Dalam waktu yang sangat singkat itu, Kaesang langsung diusulkan dan ditetapkan menjadi Ketua Umum PSI tanpa melalui proses seleksi atau pemilihan yang transparan dan demokratis.
Hal ini tentu sangat tidak adil bagi kader-kader PSI yang sudah lama bergabung dan berkiprah di partai tersebut.
Apa jadinya nasib kader-kader PSI yang sudah mengabdikan diri dan mengorbankan waktu, tenaga, pikiran, bahkan harta demi membesarkan partai tersebut?
Apa jadinya harapan kader-kader PSI yang ingin maju dan berkembang di partai tersebut?
Apa jadinya motivasi kader-kader PSI yang ingin berprestasi dan berkontribusi bagi partai tersebut?
Terpilihnya Kaesang sebagai Ketua Umum PSI juga menunjukkan bahwa partai tersebut tidak memiliki visi dan misi yang jelas dan konsisten.
Sejak awal berdiri pada tahun 2014, PSI mengklaim dirinya sebagai partai baru yang berbeda dari partai-partai lain.
PSI mengusung gagasan-gagasan progresif, seperti anti-dinasti politik, anti-politik uang, anti-politik identitas, anti-korupsi, pro-kesetaraan gender, pro-lingkungan hidup, pro-pendidikan, pro-kesehatan, pro-keadilan sosial, dan lain-lain.
Namun, dengan memilih Kaesang sebagai Ketua Umumnya, PSI seolah-olah menampik gagasan-gagasan tersebut.
Kaesang adalah putra dari Presiden Jokowi yang merupakan tokoh politik paling berpengaruh di Indonesia saat ini.
Kaesang juga adalah pengusaha sukses yang memiliki banyak usaha dan harta. Kaesang juga adalah selebriti yang memiliki banyak pengikut di media sosial.

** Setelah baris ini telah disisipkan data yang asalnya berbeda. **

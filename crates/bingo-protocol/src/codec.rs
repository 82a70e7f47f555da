//! Byte encoding for envelopes.
//!
//! The engine never touches bytes; the connection handler does, through
//! whatever [`Codec`] it was built with.

use serde::{Serialize, de::DeserializeOwned};

use crate::ProtocolError;

/// Converts values to bytes and back.
///
/// Implementations must be shareable across tasks, since one codec
/// instance serves every connection.
pub trait Codec: Send + Sync + 'static {
    /// Serializes a value into bytes.
    ///
    /// # Errors
    /// Returns [`ProtocolError::Encode`] if the value cannot be
    /// represented in this format.
    fn encode<T: Serialize>(&self, value: &T) -> Result<Vec<u8>, ProtocolError>;

    /// Parses bytes into a value.
    ///
    /// # Errors
    /// Returns [`ProtocolError::Decode`] on malformed or mistyped input.
    fn decode<T: DeserializeOwned>(&self, data: &[u8]) -> Result<T, ProtocolError>;
}

/// A [`Codec`] backed by `serde_json`. Enabled by the `json` feature.
///
/// ```rust
/// use bingo_protocol::{Codec, Envelope, JsonCodec, Payload, RoomAction};
///
/// let codec = JsonCodec;
/// let envelope = Envelope {
///     seq: 1,
///     timestamp: 5_000,
///     payload: Payload::Action(RoomAction::Leave),
/// };
///
/// let bytes = codec.encode(&envelope).unwrap();
/// let decoded: Envelope = codec.decode(&bytes).unwrap();
/// assert_eq!(envelope, decoded);
/// ```
#[cfg(feature = "json")]
#[derive(Debug, Clone, Copy, Default)]
pub struct JsonCodec;

#[cfg(feature = "json")]
impl Codec for JsonCodec {
    fn encode<T: Serialize>(&self, value: &T) -> Result<Vec<u8>, ProtocolError> {
        serde_json::to_vec(value).map_err(ProtocolError::Encode)
    }

    fn decode<T: DeserializeOwned>(&self, data: &[u8]) -> Result<T, ProtocolError> {
        serde_json::from_slice(data).map_err(ProtocolError::Decode)
    }
}
//! Error types for the engine and its collaborators.

use std::fmt;

use bingo_protocol::{CardId, Credits, ErrorCode, GameId, GameStatus, PlayerId, ViewerId};

/// The mutating operations a game accepts. Used to describe a rejected
/// state transition.
#[derive(Debug, Clone, Copy, PartialEq, Eq)]
pub enum GameAction {
    Purchase,
    Start,
    Cancel,
    Draw,
    Claim,
}

impl fmt::Display for GameAction {
    fn fmt(&self, f: &mut fmt::Formatter<'_>) -> fmt::Result {
        match self {
            Self::Purchase => write!(f, "purchase"),
            Self::Start => write!(f, "start"),
            Self::Cancel => write!(f, "cancel"),
            Self::Draw => write!(f, "draw"),
            Self::Claim => write!(f, "claim"),
        }
    }
}

/// Errors returned by game operations.
#[derive(Debug, thiserror::Error)]
pub enum EngineError {
    #[error("game {0} not found")]
    NotFound(GameId),

    /// The game's status does not allow the action. A terminal status
    /// is reported to clients as `game_closed`.
    #[error("cannot {action} while game is {status}")]
    InvalidTransition {
        action: GameAction,
        status: GameStatus,
    },

    #[error("all 75 numbers have been drawn")]
    PoolExhausted,

    #[error("insufficient funds: {required} required")]
    InsufficientFunds { required: Credits },

    #[error("game {0} already has a winner")]
    AlreadyDecided(GameId),

    /// The wallet or the store failed. Nothing changed; retry is safe.
    #[error("collaborator unavailable: {0}")]
    CollaboratorUnavailable(String),

    /// The game's actor stopped before answering.
    #[error("game {0} is unavailable")]
    RoomUnavailable(GameId),

    #[error("player {0} is not the creator of this game")]
    NotCreator(PlayerId),

    #[error("game {0} is sold out")]
    GameFull(GameId),

    #[error("player {player} already holds {limit} cards")]
    CardLimit { player: PlayerId, limit: u32 },

    #[error("the creator cannot buy cards in their own game")]
    CreatorCannotPlay,

    #[error("{sold} of {required} required cards sold")]
    MinimumNotMet { required: u32, sold: u32 },

    #[error("card {0} does not belong to this game")]
    UnknownCard(CardId),

    #[error("card {card} is not owned by {player}")]
    NotCardOwner { card: CardId, player: PlayerId },

    #[error("card {0} does not complete any pattern")]
    NoWinningPattern(CardId),

    #[error("invalid card: {0}")]
    InvalidCard(String),

    #[error("invalid settings: {0}")]
    InvalidSettings(String),

    #[error("viewer {0} is already watching a game")]
    AlreadyViewing(ViewerId),

    #[error("viewer {0} is not watching a game")]
    NotViewing(ViewerId),
}

impl EngineError {
    /// The stable code reported to clients.
    pub fn code(&self) -> ErrorCode {
        match self {
            Self::NotFound(_) => ErrorCode::NotFound,
            Self::InvalidTransition { status, .. } if status.is_terminal() => {
                ErrorCode::GameClosed
            }
            Self::InvalidTransition { .. } => ErrorCode::InvalidTransition,
            Self::PoolExhausted => ErrorCode::PoolExhausted,
            Self::InsufficientFunds { .. } => ErrorCode::InsufficientFunds,
            Self::AlreadyDecided(_) => ErrorCode::AlreadyDecided,
            Self::CollaboratorUnavailable(_) | Self::RoomUnavailable(_) => {
                ErrorCode::Unavailable
            }
            Self::NotCreator(_) => ErrorCode::NotCreator,
            Self::GameFull(_) => ErrorCode::GameFull,
            Self::CardLimit { .. } => ErrorCode::CardLimit,
            Self::CreatorCannotPlay => ErrorCode::CreatorCannotPlay,
            Self::MinimumNotMet { .. } => ErrorCode::MinimumNotMet,
            Self::UnknownCard(_) => ErrorCode::UnknownCard,
            Self::NotCardOwner { .. } => ErrorCode::NotCardOwner,
            Self::NoWinningPattern(_) => ErrorCode::NoWinningPattern,
            Self::InvalidCard(_) => ErrorCode::InvalidCard,
            Self::InvalidSettings(_) => ErrorCode::InvalidSettings,
            Self::AlreadyViewing(_) => ErrorCode::AlreadyViewing,
            Self::NotViewing(_) => ErrorCode::NotViewing,
        }
    }
}

impl From<WalletError> for EngineError {
    fn from(err: WalletError) -> Self {
        match err {
            WalletError::InsufficientFunds { required, .. } => {
                Self::InsufficientFunds { required }
            }
            other => Self::CollaboratorUnavailable(other.to_string()),
        }
    }
}

impl From<StoreError> for EngineError {
    fn from(err: StoreError) -> Self {
        match err {
            StoreError::NotFound(game_id) => Self::NotFound(game_id),
            other => Self::CollaboratorUnavailable(other.to_string()),
        }
    }
}

/// Errors returned by a [`Wallet`](crate::Wallet).
#[derive(Debug, Clone, PartialEq, Eq, thiserror::Error)]
pub enum WalletError {
    #[error("balance {available} is below {required}")]
    InsufficientFunds {
        available: Credits,
        required: Credits,
    },

    #[error("wallet unavailable: {0}")]
    Unavailable(String),

    /// `reverse` was called with a key that was never applied.
    #[error("no transfer recorded under key {0}")]
    UnknownTransfer(String),
}

/// Errors returned by a [`GameStore`](crate::GameStore).
#[derive(Debug, Clone, PartialEq, Eq, thiserror::Error)]
pub enum StoreError {
    #[error("game {0} is not stored")]
    NotFound(GameId),

    #[error("game {0} is already stored")]
    AlreadyExists(GameId),

    #[error("store unavailable: {0}")]
    Unavailable(String),
}

#[cfg(test)]
mod tests {
    use super::*;

    #[test]
    fn test_transition_on_terminal_game_is_game_closed() {
        let closed = EngineError::InvalidTransition {
            action: GameAction::Draw,
            status: GameStatus::Finished,
        };
        assert_eq!(closed.code(), ErrorCode::GameClosed);

        let early = EngineError::InvalidTransition {
            action: GameAction::Draw,
            status: GameStatus::Open,
        };
        assert_eq!(early.code(), ErrorCode::InvalidTransition);
        assert_eq!(early.to_string(), "cannot draw while game is OPEN");
    }

    #[test]
    fn test_wallet_shortfall_maps_to_insufficient_funds() {
        let err: EngineError = WalletError::InsufficientFunds {
            available: 10,
            required: 100,
        }
        .into();
        assert!(matches!(
            err,
            EngineError::InsufficientFunds { required: 100 }
        ));
    }

    #[test]
    fn test_collaborator_outage_maps_to_unavailable() {
        let err: EngineError = WalletError::Unavailable("timeout".into()).into();
        assert_eq!(err.code(), ErrorCode::Unavailable);

        let err: EngineError = StoreError::Unavailable("disk".into()).into();
        assert_eq!(err.code(), ErrorCode::Unavailable);

        let err: EngineError = StoreError::NotFound(GameId(9)).into();
        assert_eq!(err.code(), ErrorCode::NotFound);
    }
}
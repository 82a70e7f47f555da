//! Identity of a connecting client.
//!
//! The hall never issues or checks credentials itself. An
//! [`Authenticator`] turns whatever token the client presents into a
//! stable [`PlayerId`], and every action on that connection runs as that
//! player. Creator checks compare this id with the game's creator, so
//! the authenticator is the only thing standing between a client and
//! someone else's game.

use std::future::Future;

use bingo_protocol::PlayerId;

use crate::BingoError;

/// Validates a client's token and returns its identity.
///
/// ```rust
/// use bingo::{Authenticator, BingoError};
/// use bingo_protocol::PlayerId;
///
/// /// Uses the token itself as the player id. Development only.
/// struct DevAuthenticator;
///
/// impl Authenticator for DevAuthenticator {
///     async fn authenticate(&self, token: &str) -> Result<PlayerId, BingoError> {
///         let id: u64 = token
///             .parse()
///             .map_err(|_| BingoError::Unauthorized("token must be a number".into()))?;
///         Ok(PlayerId(id))
///     }
/// }
/// ```
pub trait Authenticator: Send + Sync + 'static {
    /// # Errors
    /// [`BingoError::Unauthorized`] when the token is rejected.
    fn authenticate(
        &self,
        token: &str,
    ) -> impl Future<Output = Result<PlayerId, BingoError>> + Send;
}
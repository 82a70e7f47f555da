//! Error types for the protocol layer.

/// Errors raised while turning envelopes into bytes or back.
#[derive(Debug, thiserror::Error)]
pub enum ProtocolError {
    #[cfg(feature = "json")]
    #[error("encode failed: {0}")]
    Encode(serde_json::Error),

    #[cfg(feature = "json")]
    #[error("decode failed: {0}")]
    Decode(serde_json::Error),

    /// Well-formed bytes that break a protocol rule, e.g. a client
    /// sending a reply or an event.
    #[error("invalid message: {0}")]
    InvalidMessage(String),
}
//! Messages exchanged between a room and its viewers.
//!
//! Three directions of traffic share one [`Envelope`]:
//!
//! - [`RoomAction`]: a client asks the room to do something.
//! - [`ActionReply`]: the direct answer to one action, sent only to the
//!   requester.
//! - [`RoomMessage`]: an event broadcast to every viewer of a room,
//!   stamped with the room's sequence number.

use serde::{Deserialize, Serialize};

use std::fmt;

use crate::types::{
    Card, CardId, Credits, Game, GameId, GameStatus, Grid, PayoutResult,
    PlayerId, WinCategory,
};

// ---------------------------------------------------------------------------
// Room events (server → every viewer)
// ---------------------------------------------------------------------------

/// A state change broadcast to everyone watching a game.
///
/// Internally tagged, so `NumberDrawn` encodes as
/// `{ "type": "number_drawn", "number": 42, "drawn_count": 3 }`.
#[derive(Debug, Clone, PartialEq, Eq, Serialize, Deserialize)]
#[serde(tag = "type", rename_all = "snake_case")]
pub enum RoomEvent {
    /// Sent to a single viewer right after it joins.
    Snapshot {
        status: GameStatus,
        drawn_numbers: Vec<u8>,
        sold_tickets: u32,
        pot: Credits,
    },
    Started,
    NumberDrawn {
        number: u8,
        drawn_count: u32,
    },
    Winner {
        card_id: CardId,
        claimant_id: PlayerId,
        category: WinCategory,
        amount: Credits,
    },
    Finished,
    Cancelled {
        refunded_count: u32,
    },
    PlayerJoined {
        player_id: PlayerId,
        sold_tickets: u32,
    },
}

/// A [`RoomEvent`] addressed from one game, with its position in that
/// game's event stream.
///
/// `seq` starts at 1 for the first broadcast event and grows by one for
/// every event after it. A snapshot carries the `seq` of the last event
/// it already reflects (0 if none), so a viewer can tell a gap
/// (`seq > last + 1`) from a duplicate (`seq <= last`).
#[derive(Debug, Clone, PartialEq, Eq, Serialize, Deserialize)]
pub struct RoomMessage {
    pub game_id: GameId,
    pub seq: u64,
    pub event: RoomEvent,
}

// ---------------------------------------------------------------------------
// Actions (client → room)
// ---------------------------------------------------------------------------

/// An action a connected client can submit.
///
/// The client's identity is never part of the action: it comes from the
/// authenticated connection.
#[derive(Debug, Clone, PartialEq, Eq, Serialize, Deserialize)]
#[serde(tag = "action", rename_all = "snake_case")]
pub enum RoomAction {
    /// Start watching a game. Replaces nothing: leave first to switch.
    Join { game_id: GameId },
    /// Stop watching the current game.
    Leave,
    /// Buy a card. `numbers` picks the grid; omitted means generated.
    PurchaseCard {
        game_id: GameId,
        #[serde(default)]
        numbers: Option<Grid>,
    },
    Start { game_id: GameId },
    DrawNext { game_id: GameId },
    ClaimWin { game_id: GameId, card_id: CardId },
    Cancel { game_id: GameId },
}

/// The direct answer to a [`RoomAction`].
#[derive(Debug, Clone, PartialEq, Eq, Serialize, Deserialize)]
#[serde(tag = "result", rename_all = "snake_case")]
pub enum ActionReply {
    Joined { game_id: GameId },
    Left { game_id: GameId },
    CardPurchased { card: Card },
    Started { game: Game },
    Cancelled { game: Game },
    NumberDrawn { number: u8 },
    Payout { payout: PayoutResult },
    /// The action failed. `code` is stable; `message` is for humans.
    Rejected { code: ErrorCode, message: String },
}

// ---------------------------------------------------------------------------
// ErrorCode
// ---------------------------------------------------------------------------

/// Stable machine-readable reason for a rejected action.
#[derive(Debug, Clone, Copy, PartialEq, Eq, Hash, Serialize, Deserialize)]
#[serde(rename_all = "snake_case")]
pub enum ErrorCode {
    InvalidTransition,
    GameClosed,
    PoolExhausted,
    InsufficientFunds,
    AlreadyDecided,
    Unavailable,
    NotFound,
    NotCreator,
    GameFull,
    CardLimit,
    CreatorCannotPlay,
    MinimumNotMet,
    UnknownCard,
    NotCardOwner,
    NoWinningPattern,
    InvalidCard,
    InvalidSettings,
    AlreadyViewing,
    NotViewing,
    BadRequest,
    Unauthorized,
}

impl ErrorCode {
    /// The wire spelling of the code.
    pub fn as_str(self) -> &'static str {
        match self {
            Self::InvalidTransition => "invalid_transition",
            Self::GameClosed => "game_closed",
            Self::PoolExhausted => "pool_exhausted",
            Self::InsufficientFunds => "insufficient_funds",
            Self::AlreadyDecided => "already_decided",
            Self::Unavailable => "unavailable",
            Self::NotFound => "not_found",
            Self::NotCreator => "not_creator",
            Self::GameFull => "game_full",
            Self::CardLimit => "card_limit",
            Self::CreatorCannotPlay => "creator_cannot_play",
            Self::MinimumNotMet => "minimum_not_met",
            Self::UnknownCard => "unknown_card",
            Self::NotCardOwner => "not_card_owner",
            Self::NoWinningPattern => "no_winning_pattern",
            Self::InvalidCard => "invalid_card",
            Self::InvalidSettings => "invalid_settings",
            Self::AlreadyViewing => "already_viewing",
            Self::NotViewing => "not_viewing",
            Self::BadRequest => "bad_request",
            Self::Unauthorized => "unauthorized",
        }
    }

    /// Whether resubmitting the same action later may succeed.
    pub fn is_retryable(self) -> bool {
        matches!(self, Self::Unavailable)
    }
}

impl fmt::Display for ErrorCode {
    fn fmt(&self, f: &mut fmt::Formatter<'_>) -> fmt::Result {
        f.write_str(self.as_str())
    }
}

// ---------------------------------------------------------------------------
// Envelope
// ---------------------------------------------------------------------------

/// What an [`Envelope`] carries.
///
/// Adjacently tagged: `{ "kind": "event", "body": { ... } }`.
#[derive(Debug, Clone, PartialEq, Eq, Serialize, Deserialize)]
#[serde(tag = "kind", content = "body", rename_all = "snake_case")]
pub enum Payload {
    Action(RoomAction),
    Reply(ActionReply),
    Event(RoomMessage),
}

/// The outer frame of every message on a connection.
///
/// `seq` is the sender's own per-connection counter; replies echo the
/// `seq` of the action they answer so clients can match them up.
/// `timestamp` is unix milliseconds at the sender.
#[derive(Debug, Clone, PartialEq, Eq, Serialize, Deserialize)]
pub struct Envelope {
    pub seq: u64,
    pub timestamp: u64,
    pub payload: Payload,
}

// =========================================================================
// Tests
// =========================================================================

Dengan kata lain, Kaesang adalah representasi dari dinasti politik, politik uang, dan politik popularitas yang selama ini dikritik oleh PSI.
Dengan demikian, terpilihnya Kaesang sebagai Ketua Umum PSI adalah bukti tidak jalannya kaderisasi di partai tersebut.
Hal ini juga menunjukkan ketidakjelasan dan ketidakkonsistenan visi dan misi partai tersebut.
Hal ini tentu sangat disayangkan dan merugikan bagi PSI sendiri maupun bagi demokrasi di Indonesia.
Semoga PSI dapat segera memperbaiki diri dan kembali ke jalur yang benar.